▶ Description of the task: Reproduce the listing below exactly, from its first line down to and including the line with "found (404), conflict".

▶ Given records:
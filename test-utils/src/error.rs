use sea_orm::DbErr;
use thiserror::Error;

/// Errors that can occur while setting up a test context.
#[derive(Error, Debug)]
pub enum TestError {
    /// Connecting to the in-memory database or creating a table failed.
    #[error(transparent)]
    Database(#[from] DbErr),
}
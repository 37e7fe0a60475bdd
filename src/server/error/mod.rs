//! Error types and HTTP response handling.
//!
//! `AppError` is the single error type returned by services and handlers. Every failure is
//! converted into one of four categories at the request boundary: not found (404), conflict
//! (400), validation (400) or server error (500). The body is always an `ErrorDto`.

pub mod config;

use axum::{
    extract::rejection::JsonRejection,
    http::StatusCode,
    response::{IntoResponse, Response},
    Json,
};
use thiserror::Error;

use crate::{
    model::{api::ErrorDto, validation::ValidationErrors},
    server::error::config::ConfigError,
};

/// Top-level application error type.
#[derive(Error, Debug)]
pub enum AppError {
    /// Configuration error during startup or environment variable loading.
    #[error(transparent)]
    ConfigErr(#[from] ConfigError),

    /// Database operation error from SeaORM that was not recognised as a constraint
    /// violation by the service layer.
    ///
    /// Results in 500 Internal Server Error with error details logged server-side.
    #[error(transparent)]
    DbErr(#[from] sea_orm::DbErr),

    /// I/O failure while binding or serving.
    #[error(transparent)]
    IoErr(#[from] std::io::Error),

    /// Request body could not be parsed into the expected payload.
    ///
    /// Results in 400 Bad Request; the extractor's explanation is passed through as the
    /// raw error string.
    #[error(transparent)]
    JsonRejection(#[from] JsonRejection),

    /// Entity id or staff code does not exist.
    ///
    /// Results in 404 Not Found with the provided message.
    #[error("{0}")]
    NotFound(String),

    /// A unique field value is already taken, or a delete would break a reference.
    ///
    /// Results in 400 Bad Request with the provided message.
    #[error("{0}")]
    Conflict(String),

    /// Payload failed the field rules, or references a department/degree that does not
    /// exist.
    ///
    /// Results in 400 Bad Request with the provided message.
    #[error("{0}")]
    Validation(String),

    /// Internal server error with custom message.
    ///
    /// The message is logged; the client receives a generic one.
    #[error("{0}")]
    InternalError(String),
}

impl From<ValidationErrors> for AppError {
    fn from(errors: ValidationErrors) -> Self {
        AppError::Validation(format!("Invalid input: {}", errors))
    }
}

impl AppError {
    /// HTTP status this error maps to.
    pub fn status(&self) -> StatusCode {
        match self {
            Self::NotFound(_) => StatusCode::NOT_FOUND,
            Self::Conflict(_) | Self::Validation(_) | Self::JsonRejection(_) => {
                StatusCode::BAD_REQUEST
            }
            _ => StatusCode::INTERNAL_SERVER_ERROR,
        }
    }
}

/// Converts application errors into HTTP responses.
///
/// # Returns
/// - 400 Bad Request - For `Conflict`, `Validation` and `JsonRejection`
/// - 404 Not Found - For `NotFound`
/// - 500 Internal Server Error - For everything else (DbErr, ConfigErr, etc.)
impl IntoResponse for AppError {
    fn into_response(self) -> Response {
        let status = self.status();

        match self {
            Self::NotFound(message) => (
                status,
                Json(ErrorDto {
                    message,
                    error: None,
                }),
            )
                .into_response(),
            Self::Conflict(message) | Self::Validation(message) => {
                tracing::debug!("Rejected request: {}", message);
                (
                    status,
                    Json(ErrorDto {
                        message,
                        error: None,
                    }),
                )
                    .into_response()
            }
            Self::JsonRejection(rejection) => {
                tracing::debug!("Rejected request body: {}", rejection.body_text());
                (
                    status,
                    Json(ErrorDto {
                        message: "Invalid request body".to_string(),
                        error: Some(rejection.body_text()),
                    }),
                )
                    .into_response()
            }
            err => InternalServerError(err).into_response(),
        }
    }
}

/// Wrapper type for converting any displayable error into a 500 Internal Server Error response.
///
/// Logs the error and returns a generic message. The raw error string is attached to the
/// body only in debug builds.
pub struct InternalServerError<E>(pub E);

impl<E: std::fmt::Display> IntoResponse for InternalServerError<E> {
    fn into_response(self) -> Response {
        tracing::error!("{}", self.0);

        let error = cfg!(debug_assertions).then(|| self.0.to_string());

        (
            StatusCode::INTERNAL_SERVER_ERROR,
            Json(ErrorDto {
                message: "Internal server error".to_string(),
                error,
            }),
        )
            .into_response()
    }
}
use axum::{
    body::{to_bytes, Body},
    http::{header, Method, Request, StatusCode},
    Router,
};
use serde_json::{json, Value};
use test_utils::{builder::TestBuilder, context::TestContext};
use tower::ServiceExt;
use tower_http::cors::CorsLayer;

use crate::server::{router::router, state::AppState};


/// Builds the full router over a fresh in-memory database.
///
/// The context is returned so the database outlives the router for the whole test.
async fn app() -> (TestContext, Router) {
    let mut test = TestBuilder::new().with_faculty_tables().build().await.unwrap();
    let db = test.database().await.unwrap().clone();

    let app = router(AppState::new(db), CorsLayer::new());

    (test, app)
}

/// Sends one request and returns the status with the body parsed as JSON (`Null` when the
/// body is empty or not JSON).
async fn send(app: &Router, method: Method, uri: &str, body: Option<Value>) -> (StatusCode, Value) {
    let mut request = Request::builder().method(method).uri(uri);

    let body = match body {
        Some(value) => {
            request = request.header(header::CONTENT_TYPE, "application/json");
            Body::from(value.to_string())
        }
        None => Body::empty(),
    };

    let response = app
        .clone()
        .oneshot(request.body(body).unwrap())
        .await
        .unwrap();

    let status = response.status();
    let bytes = to_bytes(response.into_body(), usize::MAX).await.unwrap();
    let value = serde_json::from_slice(&bytes).unwrap_or(Value::Null);

    (status, value)
}

fn cntt_department() -> Value {
    json!({"fullName": "Khoa Công nghệ thông tin", "abbreviation": "CNTT"})
}

fn master_degree() -> Value {
    json!({
        "name": "Thạc sĩ",
        "coefficient": 1.2,
        "specialization": "CNTT",
        "issueDate": "2020-01-01"
    })
}

fn teacher_gv001() -> Value {
    json!({
        "id": "GV001",
        "fullName": "Nguyen Van A",
        "dateOfBirth": "1990-01-01",
        "department": "CNTT",
        "degree": "Thạc sĩ",
        "email": "a@x.com",
        "phoneNumber": "0912345678",
        "joinDate": "2021-01-01"
    })
}

/// Creates department `CNTT` and degree `Thạc sĩ` over HTTP.
async fn seed_references(app: &Router) {
    let (status, _) = send(app, Method::POST, "/api/departments", Some(cntt_department())).await;
    assert_eq!(status, StatusCode::CREATED);
    let (status, _) = send(app, Method::POST, "/api/degrees", Some(master_degree())).await;
    assert_eq!(status, StatusCode::CREATED);
}
use sea_orm_migration::{prelude::*, schema::*};

#[derive(DeriveMigrationName)]
pub struct Migration;

#[async_trait::async_trait]
impl MigrationTrait for Migration {
    async fn up(&self, manager: &SchemaManager) -> Result<(), DbErr> {
        manager
            .create_table(
                Table::create()
                    .table(Degree::Table)
                    .if_not_exists()
                    .col(pk_auto(Degree::Id))
                    .col(string_uniq(Degree::Name))
                    .col(double(Degree::Coefficient))
                    .col(string(Degree::Specialization))
                    .col(date(Degree::IssueDate))
                    .col(timestamp_with_time_zone(Degree::CreatedAt))
                    .col(timestamp_with_time_zone(Degree::UpdatedAt))
                    .to_owned(),
            )
            .await
    }

    async fn down(&self, manager: &SchemaManager) -> Result<(), DbErr> {
        manager
            .drop_table(Table::drop().table(Degree::Table).to_owned())
            .await
    }
}

#[derive(DeriveIden)]
pub enum Degree {
    Table,
    Id,
    Name,
    Coefficient,
    Specialization,
    IssueDate,
    CreatedAt,
    UpdatedAt,
}
use super::*;

/// Tests creating a teacher that references an existing department and degree.
///
/// Verifies the returned teacher carries the department abbreviation and degree name.
///
/// Expected: Ok with teacher created
#[tokio::test]
async fn creates_teacher_with_reference_values() -> Result<(), DbErr> {
    let mut test = TestBuilder::new().with_faculty_tables().build().await.unwrap();
    let db = test.database().await.unwrap();

    let department = factory::department::DepartmentFactory::new(db)
        .abbreviation("CNTT")
        .build()
        .await?;
    let degree = factory::degree::DegreeFactory::new(db)
        .name("Thạc sĩ")
        .build()
        .await?;

    let teacher = TeacherRepository::new(db)
        .create("GV001".to_string(), record(department.id, degree.id, "a@x.com"))
        .await?;

    assert_eq!(teacher.teacher_id, "GV001");
    assert_eq!(teacher.department, "CNTT");
    assert_eq!(teacher.degree, "Thạc sĩ");
    assert_eq!(teacher.email, "a@x.com");

    Ok(())
}

/// Tests that staff code and email are both unique.
///
/// Expected: Err with a unique constraint violation for each duplicate
#[tokio::test]
async fn rejects_duplicate_code_and_email() -> Result<(), DbErr> {
    let mut test = TestBuilder::new().with_faculty_tables().build().await.unwrap();
    let db = test.database().await.unwrap();

    let department = factory::create_department(db).await?;
    let degree = factory::create_degree(db).await?;
    let repo = TeacherRepository::new(db);

    repo.create("GV001".to_string(), record(department.id, degree.id, "a@x.com"))
        .await?;

    let same_code = repo
        .create("GV001".to_string(), record(department.id, degree.id, "b@x.com"))
        .await;
    let same_email = repo
        .create("GV002".to_string(), record(department.id, degree.id, "a@x.com"))
        .await;

    for result in [same_code, same_email] {
        assert!(matches!(
            result.unwrap_err().sql_err(),
            Some(sea_orm::SqlErr::UniqueConstraintViolation(_))
        ));
    }

    Ok(())
}

/// Tests that a teacher cannot point at a department that does not exist.
///
/// Expected: Err from the foreign key
#[tokio::test]
async fn rejects_unknown_department() -> Result<(), DbErr> {
    let mut test = TestBuilder::new().with_faculty_tables().build().await.unwrap();
    let db = test.database().await.unwrap();

    let degree = factory::create_degree(db).await?;

    let result = TeacherRepository::new(db)
        .create("GV001".to_string(), record(999, degree.id, "a@x.com"))
        .await;

    assert!(result.is_err());

    Ok(())
}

▶ Task response:
filename test-utils/src/error.rs
use sea_orm::DbErr;
use thiserror::Error;

/// Errors that can occur while setting up a test context.
#[derive(Error, Debug)]
pub enum TestError {
    /// Connecting to the in-memory database or creating a table failed.
    #[error(transparent)]
    Database(#[from] DbErr),
}
repository 37e7fe0a60475bdd
filename src/server/error/mod.rs
//! Error types and HTTP response handling.
//!
//! `AppError` is the single error type returned by services and handlers. Every failure is
//! converted into one of four categories at the request boundary: not found (404), conflict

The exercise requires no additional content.